Exercise: Find how many lines in the entries below carry the word "they" and answer with only that figure.

[Records from a data collection]
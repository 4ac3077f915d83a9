//! Walks one catalog listing until no more cards can be revealed.

use scraper::Html;
use strum::Display;
use tracing::{debug, info, warn};
use url::Url;

use crate::{
    config::{CompiledSchema, ScrapeContext},
    errors::ScrapeError,
    overlay::{click_through_overlay, dismiss_blocking_overlay},
    product::{CardSnapshot, ProductRecord, extract_product},
    session::RenderSession,
};

#[derive(Debug, Clone, Copy, PartialEq, Eq, Display)]
pub enum TraversalState {
    Loaded,
    Extracting,
    Advancing,
    Resolving,
    Done,
}

/// Collects every product of the listing at `entry`, in DOM order.
///
/// Cards are captured while the listing is expanded and only turned into
/// records once it is exhausted, since reading variant prices navigates away
/// and throws the revealed cards away with the page.
pub async fn collect_section<S: RenderSession>(
    session: &mut S,
    entry: &Url,
    ctx: &ScrapeContext,
) -> Result<Vec<ProductRecord>, ScrapeError> {
    let mut traversal = Traversal {
        entry,
        ctx,
        cards: Vec::new(),
        reveals: 0,
        records: Vec::new(),
    };
    let mut state = TraversalState::Loaded;
    loop {
        debug!("{}: {}", entry, state);
        state = match state {
            TraversalState::Loaded => traversal.load(session).await?,
            TraversalState::Extracting => traversal.extract(session).await?,
            TraversalState::Advancing => traversal.advance(session).await?,
            TraversalState::Resolving => traversal.resolve(session).await?,
            TraversalState::Done => return Ok(traversal.records),
        };
    }
}

struct Traversal<'a> {
    entry: &'a Url,
    ctx: &'a ScrapeContext,
    /// Cards captured so far; its length is the high-water mark.
    cards: Vec<CardSnapshot>,
    reveals: usize,
    records: Vec<ProductRecord>,
}

impl Traversal<'_> {
    async fn load<S: RenderSession>(
        &mut self,
        session: &mut S,
    ) -> Result<TraversalState, ScrapeError> {
        info!("Loading {}", self.entry);
        session.goto(self.entry.as_str()).await?;
        dismiss_blocking_overlay(session, &self.ctx.schema, &self.ctx.timing).await;
        session.settle(self.ctx.timing.settle_delay()).await;
        Ok(TraversalState::Extracting)
    }

    async fn extract<S: RenderSession>(
        &mut self,
        session: &mut S,
    ) -> Result<TraversalState, ScrapeError> {
        let html = session.source().await?;
        let (fresh, pages) = capture_new_cards(&html, &self.ctx.compiled, self.cards.len());
        if self.reveals == 0 && pages > 1 {
            warn!(
                "{} advertises {} numbered pages; only the first is collected",
                self.entry, pages
            );
        }
        debug!("Captured {} new cards from {}", fresh.len(), self.entry);
        self.cards.extend(fresh);
        Ok(TraversalState::Advancing)
    }

    async fn advance<S: RenderSession>(
        &mut self,
        session: &mut S,
    ) -> Result<TraversalState, ScrapeError> {
        let schema = &self.ctx.schema;
        let timing = &self.ctx.timing;
        if self.reveals >= timing.max_reveals {
            warn!("Stopping {} after {} reveals", self.entry, self.reveals);
            return Ok(TraversalState::Resolving);
        }
        let Some(reveal) = session.find(&schema.reveal).await? else {
            return Ok(TraversalState::Resolving);
        };
        if !session.is_interactable(&reveal).await? {
            debug!("Reveal control on {} is hidden or disabled", self.entry);
            return Ok(TraversalState::Resolving);
        }
        click_through_overlay(session, &reveal, "reveal control", schema, timing).await?;
        self.reveals += 1;

        if !self.await_growth(session).await? {
            warn!(
                "Reveal #{} on {} added no cards, stopping",
                self.reveals, self.entry
            );
            return Ok(TraversalState::Resolving);
        }
        Ok(TraversalState::Extracting)
    }

    /// Polls the card count until it passes the high-water mark. Falls back to
    /// one settle delay and a last look when the timeout runs out.
    async fn await_growth<S: RenderSession>(&self, session: &mut S) -> Result<bool, ScrapeError> {
        let timing = &self.ctx.timing;
        let card = &self.ctx.schema.card;
        let deadline = tokio::time::Instant::now() + timing.element_timeout();
        while tokio::time::Instant::now() < deadline {
            if session.find_all(card).await?.len() > self.cards.len() {
                return Ok(true);
            }
            session.settle(timing.poll_interval()).await;
        }
        session.settle(timing.settle_delay()).await;
        Ok(session.find_all(card).await?.len() > self.cards.len())
    }

    async fn resolve<S: RenderSession>(
        &mut self,
        session: &mut S,
    ) -> Result<TraversalState, ScrapeError> {
        info!(
            "Extracting {} products from {} after {} reveals",
            self.cards.len(),
            self.entry,
            self.reveals
        );
        for card in &self.cards {
            let record = extract_product(session, card, self.ctx)
                .await
                .map_err(|e| e.at_card(card.position))?;
            self.records.push(record);
        }
        Ok(TraversalState::Done)
    }
}

/// Cards past `already_captured` in `html`, plus the numbered page count.
fn capture_new_cards(
    html: &str,
    schema: &CompiledSchema,
    already_captured: usize,
) -> (Vec<CardSnapshot>, usize) {
    let document = Html::parse_document(html);
    let cards = CardSnapshot::capture(&document, schema, already_captured);
    (cards, page_count(&document, schema))
}

/// Number of pages a classic pager advertises; 1 when there is no pager.
pub fn page_count(document: &Html, schema: &CompiledSchema) -> usize {
    let Some(pagination) = document.select(&schema.pagination).next() else {
        return 1;
    };
    let items: Vec<_> = pagination.select(&schema.pagination_item).collect();
    items
        .len()
        .checked_sub(2)
        .and_then(|index| items.get(index))
        .and_then(|item| item.text().collect::<String>().trim().parse().ok())
        .unwrap_or(1)
}
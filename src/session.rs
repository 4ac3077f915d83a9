//! The browser capability consumed by the scraper.
//!
//! Every component receives the session explicitly as `&mut S`, so at most one
//! navigation or extraction can be in flight against a session at a time.

use std::time::Duration;

use strum::Display;
use tracing::{debug, warn};

use crate::errors::SessionError;

mod webdriver;

#[cfg(test)]
pub mod fake;

pub use webdriver::{WebDriverFactory, WebDriverSession};

/// Result of a normal (non-scripted) click.
#[derive(Debug, Clone, Copy, PartialEq, Eq, Display)]
pub enum ClickOutcome {
    Clicked,
    /// Another element, usually an overlay, received the click instead.
    Obstructed,
}

/// An interactive browser session holding the current address and rendered DOM.
#[allow(async_fn_in_trait)]
pub trait RenderSession {
    type Element: Clone;

    async fn goto(&mut self, url: &str) -> Result<(), SessionError>;

    /// Serialized HTML of the currently rendered document.
    async fn source(&mut self) -> Result<String, SessionError>;

    /// First element matching `css`, or `None` when nothing matches right now.
    async fn find(&mut self, css: &str) -> Result<Option<Self::Element>, SessionError>;

    async fn find_all(&mut self, css: &str) -> Result<Vec<Self::Element>, SessionError>;

    /// Like [`find`](Self::find), scoped to the subtree of `parent`.
    async fn find_in(
        &mut self,
        parent: &Self::Element,
        css: &str,
    ) -> Result<Option<Self::Element>, SessionError>;

    async fn find_all_in(
        &mut self,
        parent: &Self::Element,
        css: &str,
    ) -> Result<Vec<Self::Element>, SessionError>;

    /// Waits up to `timeout` for an element matching `css` to be present.
    async fn wait_for(
        &mut self,
        css: &str,
        timeout: Duration,
    ) -> Result<Option<Self::Element>, SessionError>;

    async fn click(&mut self, element: &Self::Element) -> Result<ClickOutcome, SessionError>;

    /// Clicks through script, bypassing interactability checks.
    async fn script_click(&mut self, element: &Self::Element) -> Result<(), SessionError>;

    async fn text(&mut self, element: &Self::Element) -> Result<String, SessionError>;

    async fn attr(
        &mut self,
        element: &Self::Element,
        name: &str,
    ) -> Result<Option<String>, SessionError>;

    /// DOM property (as opposed to markup attribute), stringified.
    async fn property(
        &mut self,
        element: &Self::Element,
        name: &str,
    ) -> Result<Option<String>, SessionError>;

    /// Displayed and enabled.
    async fn is_interactable(&mut self, element: &Self::Element) -> Result<bool, SessionError>;

    /// Pause for asynchronous rendering to finish.
    async fn settle(&mut self, delay: Duration) {
        tokio::time::sleep(delay).await;
    }

    /// Waits up to `timeout` for an element matching `css` that can receive clicks.
    async fn wait_clickable(
        &mut self,
        css: &str,
        timeout: Duration,
        poll: Duration,
    ) -> Result<Option<Self::Element>, SessionError> {
        let deadline = tokio::time::Instant::now() + timeout;
        loop {
            if let Some(element) = self.find(css).await? {
                if self.is_interactable(&element).await? {
                    return Ok(Some(element));
                }
            }
            if tokio::time::Instant::now() >= deadline {
                debug!("{} not clickable after {:?}", css, timeout);
                return Ok(None);
            }
            self.settle(poll).await;
        }
    }

    /// Tears the session down. Must be called exactly once.
    async fn close(self) -> Result<(), SessionError>
    where
        Self: Sized;
}

/// Opens independent sessions, one per worker.
#[allow(async_fn_in_trait)]
pub trait SessionFactory {
    type Session: RenderSession;

    /// Upper bound on sessions open at the same time, if there is one.
    fn max_sessions(&self) -> Option<usize> {
        None
    }

    async fn open(&self) -> Result<Self::Session, SessionError>;
}

/// Opens a session, runs `body` with exclusive access to it and closes it
/// again whatever `body` returned.
pub async fn with_session<F, T>(
    factory: &F,
    body: impl AsyncFnOnce(&mut F::Session) -> T,
) -> Result<T, SessionError>
where
    F: SessionFactory,
{
    let mut session = factory.open().await?;
    let output = body(&mut session).await;
    if let Err(e) = session.close().await {
        warn!("Failed to close render session: {}", e);
    }
    Ok(output)
}
use std::{env, path::PathBuf, time::Duration};

use color_eyre::Result;
use derive_deref::{Deref, DerefMut};
use directories::ProjectDirs;
use lazy_static::lazy_static;
use scraper::Selector;
use serde::{Deserialize, Serialize};
use tracing::debug;
use url::Url;

use crate::errors::ScrapeError;

const CONFIG: &str = include_str!("../.config/config.json5");

lazy_static! {
    pub static ref PROJECT_NAME: String = env!("CARGO_CRATE_NAME").to_uppercase();
    pub static ref DATA_FOLDER: Option<PathBuf> =
        env::var(format!("{}_DATA", PROJECT_NAME.clone()))
            .ok()
            .map(PathBuf::from);
    pub static ref CONFIG_FOLDER: Option<PathBuf> =
        env::var(format!("{}_CONFIG", PROJECT_NAME.clone()))
            .ok()
            .map(PathBuf::from);
}

/// Runtime configuration, layered from the embedded defaults, an optional
/// user file and `CATALOG_SCRAPER_*` environment variables.
#[derive(Clone, Debug, Deserialize, Serialize)]
pub struct Config {
    /// Detail links on cards are resolved against this address.
    pub base_url: Url,
    pub output_dir: PathBuf,
    pub webdriver: WebDriverConfig,
    pub timing: Timing,
    pub schema: Schema,
    pub sections: Catalog,
}

#[derive(Clone, Debug, Deserialize, Serialize)]
pub struct WebDriverConfig {
    pub url: String,
    /// Start `driver_path` before connecting and kill it on shutdown.
    pub spawn_driver: bool,
    pub driver_path: String,
    pub headless: bool,
}

/// Wait bounds shared by every component. Fixed for the lifetime of a run.
#[derive(Clone, Copy, Debug, Deserialize, Serialize)]
pub struct Timing {
    pub element_timeout_ms: u64,
    pub settle_delay_ms: u64,
    pub poll_interval_ms: u64,
    pub max_reveals: usize,
}

impl Timing {
    pub fn element_timeout(&self) -> Duration {
        Duration::from_millis(self.element_timeout_ms)
    }

    pub fn settle_delay(&self) -> Duration {
        Duration::from_millis(self.settle_delay_ms)
    }

    pub fn poll_interval(&self) -> Duration {
        Duration::from_millis(self.poll_interval_ms)
    }
}

impl Default for Timing {
    fn default() -> Self {
        Self {
            element_timeout_ms: 10_000,
            settle_delay_ms: 2_000,
            poll_interval_ms: 250,
            max_reveals: 500,
        }
    }
}

/// CSS selectors describing the catalog page layout.
#[derive(Clone, Debug, Deserialize, Serialize)]
pub struct Schema {
    pub card: String,
    pub title: String,
    pub description: String,
    pub price: String,
    pub rating: String,
    pub rating_attr: String,
    pub reviews: String,
    pub reveal: String,
    pub pagination: String,
    pub overlay: String,
    pub overlay_dismiss: String,
    pub swatches: String,
    pub variant: String,
    pub detail_price: String,
    pub currency_symbol: String,
}

impl Default for Schema {
    fn default() -> Self {
        Self {
            card: ".thumbnail".into(),
            title: ".title".into(),
            description: ".description".into(),
            price: ".price".into(),
            rating: "p[data-rating]".into(),
            rating_attr: "data-rating".into(),
            reviews: ".ratings > p.pull-right".into(),
            reveal: ".btn-more".into(),
            pagination: ".pagination".into(),
            overlay: "#cookieBanner".into(),
            overlay_dismiss: "button".into(),
            swatches: ".swatches".into(),
            variant: "button".into(),
            detail_price: ".price".into(),
            currency_symbol: "$".into(),
        }
    }
}

/// The schema selectors that are matched against HTML snapshots, compiled once.
#[derive(Debug, Clone)]
pub struct CompiledSchema {
    pub card: Selector,
    pub title: Selector,
    pub description: Selector,
    pub price: Selector,
    pub rating: Selector,
    pub reviews: Selector,
    pub pagination: Selector,
    pub pagination_item: Selector,
}

impl Schema {
    pub fn compile(&self) -> Result<CompiledSchema, ScrapeError> {
        Ok(CompiledSchema {
            card: compile(&self.card)?,
            title: compile(&self.title)?,
            description: compile(&self.description)?,
            price: compile(&self.price)?,
            rating: compile(&self.rating)?,
            reviews: compile(&self.reviews)?,
            pagination: compile(&self.pagination)?,
            pagination_item: compile("li")?,
        })
    }
}

fn compile(selector: &str) -> Result<Selector, ScrapeError> {
    Selector::parse(selector).map_err(|e| ScrapeError::Selector {
        selector: selector.to_string(),
        reason: e.to_string(),
    })
}

/// What every extraction step needs to know about the site, shared read-only.
#[derive(Debug, Clone)]
pub struct ScrapeContext {
    pub base_url: Url,
    pub schema: Schema,
    pub compiled: CompiledSchema,
    pub timing: Timing,
}

impl ScrapeContext {
    pub fn new(base_url: Url, schema: Schema, timing: Timing) -> Result<Self, ScrapeError> {
        let compiled = schema.compile()?;
        Ok(Self {
            base_url,
            schema,
            compiled,
            timing,
        })
    }

    pub fn from_config(config: &Config) -> Result<Self, ScrapeError> {
        Self::new(config.base_url.clone(), config.schema.clone(), config.timing)
    }

    /// Absolute address of a link found in page markup.
    pub fn resolve(&self, href: &str) -> Result<Url, ScrapeError> {
        self.base_url.join(href).map_err(|source| ScrapeError::Link {
            href: href.to_string(),
            source,
        })
    }

    #[cfg(test)]
    pub fn for_tests() -> Self {
        let timing = Timing {
            element_timeout_ms: 20,
            settle_delay_ms: 0,
            poll_interval_ms: 1,
            max_reveals: 50,
        };
        Self::new(
            Url::parse("https://shop.test/").expect("valid test url"),
            Schema::default(),
            timing,
        )
        .expect("default schema compiles")
    }
}

/// A named listing entry point.
#[derive(Clone, Debug, Deserialize, Serialize, PartialEq, Eq)]
pub struct CatalogSection {
    pub name: String,
    pub url: Url,
}

/// Sections in the order they are traversed.
#[derive(Clone, Debug, Default, Deref, DerefMut, Deserialize, Serialize)]
pub struct Catalog(pub Vec<CatalogSection>);

impl Catalog {
    /// Keeps only the named sections, preserving configured order. An empty
    /// filter keeps everything.
    pub fn only(self, names: &[String]) -> Self {
        if names.is_empty() {
            return self;
        }
        Catalog(
            self.0
                .into_iter()
                .filter(|section| names.iter().any(|n| n == &section.name))
                .collect(),
        )
    }
}

impl Config {
    pub fn new(path: Option<PathBuf>) -> Result<Self, config::ConfigError> {
        let config_file = path.unwrap_or_else(|| get_config_dir().join("config.json5"));
        debug!("Loading configuration overrides from {}", config_file.display());
        let builder = config::Config::builder()
            .add_source(config::File::from_str(CONFIG, config::FileFormat::Json5))
            .add_source(config::File::from(config_file).required(false))
            .add_source(
                config::Environment::with_prefix(PROJECT_NAME.as_str())
                    .prefix_separator("_")
                    .separator("__"),
            );
        builder.build()?.try_deserialize()
    }
}

pub fn get_data_dir() -> PathBuf {
    if let Some(s) = DATA_FOLDER.clone() {
        s
    } else if let Some(proj_dirs) = project_directory() {
        proj_dirs.data_local_dir().to_path_buf()
    } else {
        PathBuf::from(".").join(".data")
    }
}

pub fn get_config_dir() -> PathBuf {
    if let Some(s) = CONFIG_FOLDER.clone() {
        s
    } else if let Some(proj_dirs) = project_directory() {
        proj_dirs.config_local_dir().to_path_buf()
    } else {
        PathBuf::from(".").join(".config")
    }
}

fn project_directory() -> Option<ProjectDirs> {
    ProjectDirs::from("io", "webscraper", env!("CARGO_PKG_NAME"))
}
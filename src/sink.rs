//! CSV output, one file per catalog section.
//!
//! `additional_info` is stored in its column as compact JSON, e.g.
//! `{"hdd_prices":{"128":1178.99,"256":1198.99}}`, keeping variant order.

use std::path::{Path, PathBuf};

use serde::Deserialize;
use tracing::info;

use crate::{
    errors::ScrapeError,
    product::{AdditionalInfo, ProductRecord},
};

pub const HEADER: [&str; 6] = [
    "title",
    "description",
    "price",
    "rating",
    "num_of_reviews",
    "additional_info",
];

/// Receives the finished records of a section.
pub trait ProductSink {
    /// Stores `records` under `section`, returning where they went.
    fn write_section(
        &self,
        section: &str,
        records: &[ProductRecord],
    ) -> Result<PathBuf, ScrapeError>;
}

/// Writes `<dir>/<section>.csv`. Sections never share a file, so workers can
/// write through the same sink without coordinating.
#[derive(Debug, Clone)]
pub struct CsvSink {
    dir: PathBuf,
}

impl CsvSink {
    pub fn new(dir: impl Into<PathBuf>) -> Self {
        Self { dir: dir.into() }
    }

    pub fn path_for(&self, section: &str) -> PathBuf {
        self.dir.join(format!("{section}.csv"))
    }
}

impl ProductSink for CsvSink {
    fn write_section(
        &self,
        section: &str,
        records: &[ProductRecord],
    ) -> Result<PathBuf, ScrapeError> {
        std::fs::create_dir_all(&self.dir).map_err(|source| ScrapeError::Io {
            path: self.dir.clone(),
            source,
        })?;
        let path = self.path_for(section);
        write_products(&path, records)?;
        info!("Saved {} products to {}", records.len(), path.display());
        Ok(path)
    }
}

pub fn write_products(path: &Path, records: &[ProductRecord]) -> Result<(), ScrapeError> {
    let mut wtr = csv::Writer::from_path(path)?;
    wtr.write_record(HEADER)?;

    for record in records {
        let price = record.price.to_string();
        let rating = record.rating.to_string();
        let num_of_reviews = record.num_of_reviews.to_string();
        let additional_info = serde_json::to_string(&record.additional_info)?;
        wtr.write_record([
            record.title.as_str(),
            record.description.as_str(),
            price.as_str(),
            rating.as_str(),
            num_of_reviews.as_str(),
            additional_info.as_str(),
        ])?;
    }

    wtr.flush().map_err(|source| ScrapeError::Io {
        path: path.to_path_buf(),
        source,
    })?;
    Ok(())
}

#[derive(Debug, Deserialize)]
struct CsvRow {
    title: String,
    description: String,
    price: f64,
    rating: u32,
    num_of_reviews: u32,
    additional_info: String,
}

/// Reads back a file written by [`write_products`].
pub fn read_products(path: &Path) -> Result<Vec<ProductRecord>, ScrapeError> {
    let mut rdr = csv::Reader::from_path(path)?;
    let mut records = Vec::new();
    for row in rdr.deserialize::<CsvRow>() {
        let row = row?;
        let additional_info: AdditionalInfo = serde_json::from_str(&row.additional_info)?;
        records.push(ProductRecord {
            title: row.title,
            description: row.description,
            price: row.price,
            rating: row.rating,
            num_of_reviews: row.num_of_reviews,
            additional_info,
        });
    }
    Ok(records)
}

Output for this exercise: 2